Since those problems are still being demonstrated with the latest 4.7.0-op24 release, I am definitely careful about potentially wasting a whole day reinstalling the router with that firmware, and then reinstalling it again with the closed-source driver if the same problem ruins my own WiFi.
But I'll be watching the new releases with interest to see when people finally report that it's fixed.
Their official answer:
We cannot release a op24 firmware with closed-source, since the closed-source is driven by MT and SDK is also provided by MT.
And also:
Although op23 / kernel5.4 may looks outdated, but please feel safety of using the GL router, if possible you can test our firmware/system in any way. If you have risks to report to us, we are appreciating.
So, once again:
-
List the REAL issues that you have;
-
If you would like to have a newer Kernel and a newer OpenWRT, it's already available. Try it and help reporting the issues.
1 Like
You dishonestly cut away the parts where Bruce indicates that it may be doable. Great. Nice to see that you are still dishonest and aggressive. Happy new 2025, dude!
Here is:
We cannot release a op24 firmware with closed-source, since the closed-source is driven by MT and SDK is also provided by MT.

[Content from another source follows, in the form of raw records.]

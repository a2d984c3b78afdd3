//! Bot developer allowlist
//!
//! The allowlist is compiled in and never changes at runtime. Commands that
//! touch bot internals are registered behind [`is_bot_dev`].

use tracing::trace;

use crate::{CommandContext, UserId};

/// Bot developer ids, sorted ascending for binary search
pub const BOT_DEVELOPERS: [UserId; 4] = [
    UserId::new(175279476245004288),
    UserId::new(299693897859465228),
    UserId::new(335937477997101056),
    UserId::new(624299014388711455),
];

/// Membership check against [`BOT_DEVELOPERS`]
pub const fn is_bot_dev_id(user_id: UserId) -> bool {
    let needle = user_id.get();
    let mut lo = 0;
    let mut hi = BOT_DEVELOPERS.len();
    while lo < hi {
        let mid = lo + (hi - lo) / 2;
        let probe = BOT_DEVELOPERS[mid].get();
        if probe == needle {
            return true;
        } else if probe < needle {
            lo = mid + 1;
        } else {
            hi = mid;
        }
    }
    false
}

/// Whether the invoker of the command is one of the bot developers
pub fn is_bot_dev<C: CommandContext + ?Sized>(ctx: &C) -> bool {
    let user_id = ctx.user_id();
    let allowed = is_bot_dev_id(user_id);
    trace!(%user_id, allowed, "bot developer check");
    allowed
}

/// Read-only view over the compiled-in developer set
#[derive(Debug, Clone, Copy, Default, PartialEq, Eq)]
pub struct DeveloperAllowlist;

impl DeveloperAllowlist {
    pub const BUILTIN: Self = Self;

    pub const fn contains(self, user_id: UserId) -> bool {
        is_bot_dev_id(user_id)
    }

    pub fn iter(self) -> impl Iterator<Item = UserId> {
        BOT_DEVELOPERS.into_iter()
    }

    pub const fn len(self) -> usize {
        BOT_DEVELOPERS.len()
    }

    pub const fn is_empty(self) -> bool {
        BOT_DEVELOPERS.is_empty()
    }
}

const _: () = {
    let mut i = 1;
    while i < BOT_DEVELOPERS.len() {
        assert!(BOT_DEVELOPERS[i - 1].get() < BOT_DEVELOPERS[i].get());
        i += 1;
    }
};

#[cfg(test)]
mod tests {
    use super::*;
    use crate::Invocation;

    #[test]
    fn test_each_developer_is_allowed() {
        for id in [
            624299014388711455u64,
            299693897859465228,
            335937477997101056,
            175279476245004288,
        ] {
            assert!(is_bot_dev(&Invocation::new(id)), "{id} should be a developer");
        }
    }

    #[test]
    fn test_zero_is_not_a_developer() {
        assert!(!is_bot_dev(&Invocation::new(0u64)));
    }

    #[test]
    fn test_neighbours_are_not_developers() {
        for dev in DeveloperAllowlist::BUILTIN.iter() {
            let id = dev.get();
            assert!(!is_bot_dev_id(UserId::new(id - 1)));
            assert!(!is_bot_dev_id(UserId::new(id + 1)));
        }
        assert!(!is_bot_dev_id(UserId::new(u64::MAX)));
        assert!(!is_bot_dev_id(UserId::new(1)));
    }

    #[test]
    fn test_premium_does_not_grant_developer() {
        let ctx = Invocation::new(42u64).with_premium(true);
        assert!(!is_bot_dev(&ctx));
    }

    #[test]
    fn test_allowlist_view() {
        let list = DeveloperAllowlist::BUILTIN;
        assert_eq!(list.len(), 4);
        assert!(!list.is_empty());
        assert!(list.contains(UserId::new(335937477997101056)));

        let mut ids: Vec<_> = list.iter().collect();
        ids.dedup();
        assert_eq!(ids.len(), 4);
    }
}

If we rashly transplant the op23 driver to op24, it probably has a lot of risks and compatibility issues
So, once again:
-
List the REAL issues that you have;
-
If you would like to have a newer Kernel and a newer OpenWRT, it's already available. Try it and help reporting the issues.
1 Like
I've already explained every reason in detail. It is a shame that you are still choosing aggressive toxicity instead of listening. Never giving you a reply again.